== WHAT YOU WILL DO ==
Take the records below from their first line to the line with "board starting from the edge the tiles travel", and restate those lines word for word.

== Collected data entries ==

# # # # #

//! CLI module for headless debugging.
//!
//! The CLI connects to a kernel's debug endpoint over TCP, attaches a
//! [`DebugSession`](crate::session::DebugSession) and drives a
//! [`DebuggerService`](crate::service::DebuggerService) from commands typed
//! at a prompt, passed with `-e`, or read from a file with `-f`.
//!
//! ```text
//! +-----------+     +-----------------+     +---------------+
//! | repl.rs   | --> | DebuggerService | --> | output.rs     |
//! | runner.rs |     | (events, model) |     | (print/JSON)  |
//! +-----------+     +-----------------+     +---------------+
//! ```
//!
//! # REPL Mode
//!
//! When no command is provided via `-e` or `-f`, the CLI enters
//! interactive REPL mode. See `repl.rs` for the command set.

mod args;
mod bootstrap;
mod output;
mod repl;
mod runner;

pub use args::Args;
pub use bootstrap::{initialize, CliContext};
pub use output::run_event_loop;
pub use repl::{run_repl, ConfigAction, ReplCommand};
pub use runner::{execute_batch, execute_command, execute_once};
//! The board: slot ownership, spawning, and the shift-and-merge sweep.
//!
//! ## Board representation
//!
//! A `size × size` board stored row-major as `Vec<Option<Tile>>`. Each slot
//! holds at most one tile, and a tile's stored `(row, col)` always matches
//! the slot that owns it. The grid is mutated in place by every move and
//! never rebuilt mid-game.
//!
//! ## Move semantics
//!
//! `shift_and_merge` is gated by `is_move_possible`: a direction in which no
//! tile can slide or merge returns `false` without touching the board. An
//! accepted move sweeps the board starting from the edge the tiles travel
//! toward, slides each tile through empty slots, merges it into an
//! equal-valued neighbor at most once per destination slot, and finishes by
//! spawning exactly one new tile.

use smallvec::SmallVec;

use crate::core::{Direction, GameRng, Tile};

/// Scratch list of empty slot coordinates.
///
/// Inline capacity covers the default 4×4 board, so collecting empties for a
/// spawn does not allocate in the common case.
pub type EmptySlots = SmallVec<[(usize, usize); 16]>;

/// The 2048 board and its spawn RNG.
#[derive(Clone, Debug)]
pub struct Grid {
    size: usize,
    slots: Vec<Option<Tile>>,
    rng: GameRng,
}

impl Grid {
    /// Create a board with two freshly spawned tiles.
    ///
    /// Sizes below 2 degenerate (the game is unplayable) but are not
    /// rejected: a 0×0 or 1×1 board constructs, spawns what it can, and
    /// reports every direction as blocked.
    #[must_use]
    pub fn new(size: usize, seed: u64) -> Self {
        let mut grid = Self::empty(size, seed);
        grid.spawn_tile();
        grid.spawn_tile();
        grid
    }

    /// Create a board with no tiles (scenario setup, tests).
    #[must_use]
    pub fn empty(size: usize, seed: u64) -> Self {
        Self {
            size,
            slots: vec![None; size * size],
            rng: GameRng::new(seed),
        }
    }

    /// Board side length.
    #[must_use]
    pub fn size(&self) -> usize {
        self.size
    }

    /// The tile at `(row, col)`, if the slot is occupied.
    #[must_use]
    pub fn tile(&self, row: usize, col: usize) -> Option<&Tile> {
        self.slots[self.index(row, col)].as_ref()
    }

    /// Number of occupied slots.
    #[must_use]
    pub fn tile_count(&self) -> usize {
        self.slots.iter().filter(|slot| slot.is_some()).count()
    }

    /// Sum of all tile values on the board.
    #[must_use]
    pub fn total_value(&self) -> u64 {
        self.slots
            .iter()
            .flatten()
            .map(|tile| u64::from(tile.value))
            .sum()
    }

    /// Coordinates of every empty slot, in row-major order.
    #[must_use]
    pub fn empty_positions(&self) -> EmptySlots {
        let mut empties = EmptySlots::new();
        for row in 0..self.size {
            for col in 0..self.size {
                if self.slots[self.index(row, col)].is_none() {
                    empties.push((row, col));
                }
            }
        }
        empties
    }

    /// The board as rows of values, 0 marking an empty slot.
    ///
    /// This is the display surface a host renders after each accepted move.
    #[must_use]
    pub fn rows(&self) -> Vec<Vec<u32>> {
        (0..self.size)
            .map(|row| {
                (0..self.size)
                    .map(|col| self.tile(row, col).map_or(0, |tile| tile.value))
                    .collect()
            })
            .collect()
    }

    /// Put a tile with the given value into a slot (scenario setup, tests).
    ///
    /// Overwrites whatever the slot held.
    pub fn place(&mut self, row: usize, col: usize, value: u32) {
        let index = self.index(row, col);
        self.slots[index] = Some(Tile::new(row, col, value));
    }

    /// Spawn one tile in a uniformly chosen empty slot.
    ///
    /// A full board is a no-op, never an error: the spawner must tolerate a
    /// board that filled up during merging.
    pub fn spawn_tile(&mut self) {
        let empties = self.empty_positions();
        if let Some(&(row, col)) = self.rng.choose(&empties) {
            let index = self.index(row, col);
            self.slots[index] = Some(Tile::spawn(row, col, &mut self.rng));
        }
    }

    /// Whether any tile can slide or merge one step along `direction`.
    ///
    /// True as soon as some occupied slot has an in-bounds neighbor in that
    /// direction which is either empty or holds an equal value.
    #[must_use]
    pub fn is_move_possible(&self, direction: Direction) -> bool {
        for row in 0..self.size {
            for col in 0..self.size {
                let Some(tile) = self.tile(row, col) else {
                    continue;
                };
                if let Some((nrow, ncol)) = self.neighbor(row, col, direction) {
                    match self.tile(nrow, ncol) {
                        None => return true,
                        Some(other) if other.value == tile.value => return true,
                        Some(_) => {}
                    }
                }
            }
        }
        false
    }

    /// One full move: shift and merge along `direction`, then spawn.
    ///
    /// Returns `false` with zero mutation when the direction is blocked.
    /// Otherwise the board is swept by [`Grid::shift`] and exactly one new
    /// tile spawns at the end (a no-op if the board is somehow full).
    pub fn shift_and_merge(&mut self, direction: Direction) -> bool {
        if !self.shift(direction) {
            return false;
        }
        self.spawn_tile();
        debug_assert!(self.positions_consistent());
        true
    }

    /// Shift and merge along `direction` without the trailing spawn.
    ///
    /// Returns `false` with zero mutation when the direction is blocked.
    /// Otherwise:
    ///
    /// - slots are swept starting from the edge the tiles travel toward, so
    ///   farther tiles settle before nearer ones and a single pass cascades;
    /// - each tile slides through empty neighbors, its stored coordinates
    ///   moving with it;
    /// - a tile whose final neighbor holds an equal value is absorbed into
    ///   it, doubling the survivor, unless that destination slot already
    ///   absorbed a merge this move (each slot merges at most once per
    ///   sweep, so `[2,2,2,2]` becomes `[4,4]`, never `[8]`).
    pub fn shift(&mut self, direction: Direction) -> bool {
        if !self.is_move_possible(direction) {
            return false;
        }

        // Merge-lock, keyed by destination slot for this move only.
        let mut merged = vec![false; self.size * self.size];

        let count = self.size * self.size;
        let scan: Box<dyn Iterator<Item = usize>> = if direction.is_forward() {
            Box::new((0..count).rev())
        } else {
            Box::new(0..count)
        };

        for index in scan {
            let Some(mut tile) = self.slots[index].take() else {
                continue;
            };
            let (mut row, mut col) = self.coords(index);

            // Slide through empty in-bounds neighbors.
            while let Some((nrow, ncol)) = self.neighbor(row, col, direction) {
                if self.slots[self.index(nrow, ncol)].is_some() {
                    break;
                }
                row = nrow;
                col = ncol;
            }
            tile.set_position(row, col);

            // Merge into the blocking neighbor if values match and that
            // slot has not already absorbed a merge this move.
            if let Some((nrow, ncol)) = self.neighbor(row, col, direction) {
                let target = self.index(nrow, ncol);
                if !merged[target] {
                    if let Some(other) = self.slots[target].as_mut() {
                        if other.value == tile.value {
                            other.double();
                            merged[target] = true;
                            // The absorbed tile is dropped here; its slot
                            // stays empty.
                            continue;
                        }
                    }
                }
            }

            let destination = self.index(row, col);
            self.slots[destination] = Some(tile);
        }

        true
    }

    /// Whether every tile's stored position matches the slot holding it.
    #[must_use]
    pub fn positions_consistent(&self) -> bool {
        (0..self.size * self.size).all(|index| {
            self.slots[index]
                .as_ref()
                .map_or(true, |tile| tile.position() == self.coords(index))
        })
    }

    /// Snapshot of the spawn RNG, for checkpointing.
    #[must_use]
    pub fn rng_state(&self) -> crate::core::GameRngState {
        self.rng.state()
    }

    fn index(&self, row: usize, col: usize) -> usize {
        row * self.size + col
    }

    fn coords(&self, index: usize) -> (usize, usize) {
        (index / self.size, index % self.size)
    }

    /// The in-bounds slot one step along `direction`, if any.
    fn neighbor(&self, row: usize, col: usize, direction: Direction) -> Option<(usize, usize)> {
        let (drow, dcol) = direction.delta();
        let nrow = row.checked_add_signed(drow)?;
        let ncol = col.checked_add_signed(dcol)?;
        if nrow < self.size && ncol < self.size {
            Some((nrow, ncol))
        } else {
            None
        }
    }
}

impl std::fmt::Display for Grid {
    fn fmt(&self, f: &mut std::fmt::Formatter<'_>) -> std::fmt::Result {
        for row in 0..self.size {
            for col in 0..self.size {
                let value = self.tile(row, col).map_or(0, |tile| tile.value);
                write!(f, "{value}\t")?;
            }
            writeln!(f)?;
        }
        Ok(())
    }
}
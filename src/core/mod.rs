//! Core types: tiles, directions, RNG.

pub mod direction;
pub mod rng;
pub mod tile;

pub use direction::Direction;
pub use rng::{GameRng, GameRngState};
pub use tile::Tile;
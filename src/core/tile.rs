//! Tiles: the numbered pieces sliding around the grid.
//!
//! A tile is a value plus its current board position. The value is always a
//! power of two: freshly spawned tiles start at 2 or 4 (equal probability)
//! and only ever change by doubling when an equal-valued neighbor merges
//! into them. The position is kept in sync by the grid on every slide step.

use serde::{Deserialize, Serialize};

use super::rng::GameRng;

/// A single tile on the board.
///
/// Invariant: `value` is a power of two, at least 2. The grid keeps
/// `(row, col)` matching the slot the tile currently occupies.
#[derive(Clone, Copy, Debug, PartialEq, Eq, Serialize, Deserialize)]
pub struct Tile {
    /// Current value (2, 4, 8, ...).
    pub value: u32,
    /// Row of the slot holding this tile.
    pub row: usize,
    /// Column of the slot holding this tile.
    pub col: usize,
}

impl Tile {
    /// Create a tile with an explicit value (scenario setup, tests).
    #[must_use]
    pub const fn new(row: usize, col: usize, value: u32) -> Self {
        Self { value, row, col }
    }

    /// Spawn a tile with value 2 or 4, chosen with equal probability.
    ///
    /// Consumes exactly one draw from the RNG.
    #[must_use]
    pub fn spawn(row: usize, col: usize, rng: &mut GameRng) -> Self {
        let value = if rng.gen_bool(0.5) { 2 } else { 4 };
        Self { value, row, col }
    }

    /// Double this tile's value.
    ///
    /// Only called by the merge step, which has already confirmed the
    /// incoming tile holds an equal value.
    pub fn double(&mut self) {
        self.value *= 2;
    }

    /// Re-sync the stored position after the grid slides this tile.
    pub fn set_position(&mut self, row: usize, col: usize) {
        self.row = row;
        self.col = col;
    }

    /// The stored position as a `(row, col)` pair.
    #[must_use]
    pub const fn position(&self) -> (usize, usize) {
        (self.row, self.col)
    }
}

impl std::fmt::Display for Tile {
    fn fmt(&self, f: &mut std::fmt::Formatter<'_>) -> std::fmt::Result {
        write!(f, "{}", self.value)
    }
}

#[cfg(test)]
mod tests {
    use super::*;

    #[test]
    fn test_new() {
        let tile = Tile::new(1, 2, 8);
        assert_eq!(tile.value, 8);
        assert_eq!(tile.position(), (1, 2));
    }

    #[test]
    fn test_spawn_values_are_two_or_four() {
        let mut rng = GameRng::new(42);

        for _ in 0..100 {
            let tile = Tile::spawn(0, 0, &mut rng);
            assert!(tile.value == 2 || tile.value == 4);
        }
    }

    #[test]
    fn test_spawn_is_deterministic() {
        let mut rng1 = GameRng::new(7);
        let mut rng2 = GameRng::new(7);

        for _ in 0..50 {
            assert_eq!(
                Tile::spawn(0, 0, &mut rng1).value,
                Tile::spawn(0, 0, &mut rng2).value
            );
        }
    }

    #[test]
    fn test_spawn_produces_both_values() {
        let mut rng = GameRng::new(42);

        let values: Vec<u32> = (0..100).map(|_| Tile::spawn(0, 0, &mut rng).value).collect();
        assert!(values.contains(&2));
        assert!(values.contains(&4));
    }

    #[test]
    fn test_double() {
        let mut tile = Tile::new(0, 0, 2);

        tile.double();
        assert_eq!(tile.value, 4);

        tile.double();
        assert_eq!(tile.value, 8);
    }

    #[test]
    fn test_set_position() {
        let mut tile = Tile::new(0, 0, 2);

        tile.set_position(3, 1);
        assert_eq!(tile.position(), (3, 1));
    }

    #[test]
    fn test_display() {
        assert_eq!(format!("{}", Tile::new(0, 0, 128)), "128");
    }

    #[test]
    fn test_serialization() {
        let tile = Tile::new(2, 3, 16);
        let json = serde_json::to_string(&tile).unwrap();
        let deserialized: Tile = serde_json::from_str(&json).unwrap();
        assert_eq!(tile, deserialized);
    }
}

# # # # #

== OUTPUT FOR THIS EXERCISE ==
//! CLI module for headless debugging.
//!
//! The CLI connects to a kernel's debug endpoint over TCP, attaches a
//! [`DebugSession`](crate::session::DebugSession) and drives a
//! [`DebuggerService`](crate::service::DebuggerService) from commands typed
//! at a prompt, passed with `-e`, or read from a file with `-f`.
//!
//! ```text
//! +-----------+     +-----------------+     +---------------+
//! | repl.rs   | --> | DebuggerService | --> | output.rs     |
//! | runner.rs |     | (events, model) |     | (print/JSON)  |
//! +-----------+     +-----------------+     +---------------+
//! ```
//!
//! # REPL Mode
//!
//! When no command is provided via `-e` or `-f`, the CLI enters
//! interactive REPL mode. See `repl.rs` for the command set.

mod args;
mod bootstrap;
mod output;
mod repl;
mod runner;

pub use args::Args;
pub use bootstrap::{initialize, CliContext};
pub use output::run_event_loop;
pub use repl::{run_repl, ConfigAction, ReplCommand};
pub use runner::{execute_batch, execute_command, execute_once};
//! The board: slot ownership, spawning, and the shift-and-merge sweep.
//!
//! ## Board representation
//!
//! A `size × size` board stored row-major as `Vec<Option<Tile>>`. Each slot
//! holds at most one tile, and a tile's stored `(row, col)` always matches
//! the slot that owns it. The grid is mutated in place by every move and
//! never rebuilt mid-game.
//!
//! ## Move semantics
//!
//! `shift_and_merge` is gated by `is_move_possible`: a direction in which no
//! tile can slide or merge returns `false` without touching the board. An
//! accepted move sweeps the board starting from the edge the tiles travel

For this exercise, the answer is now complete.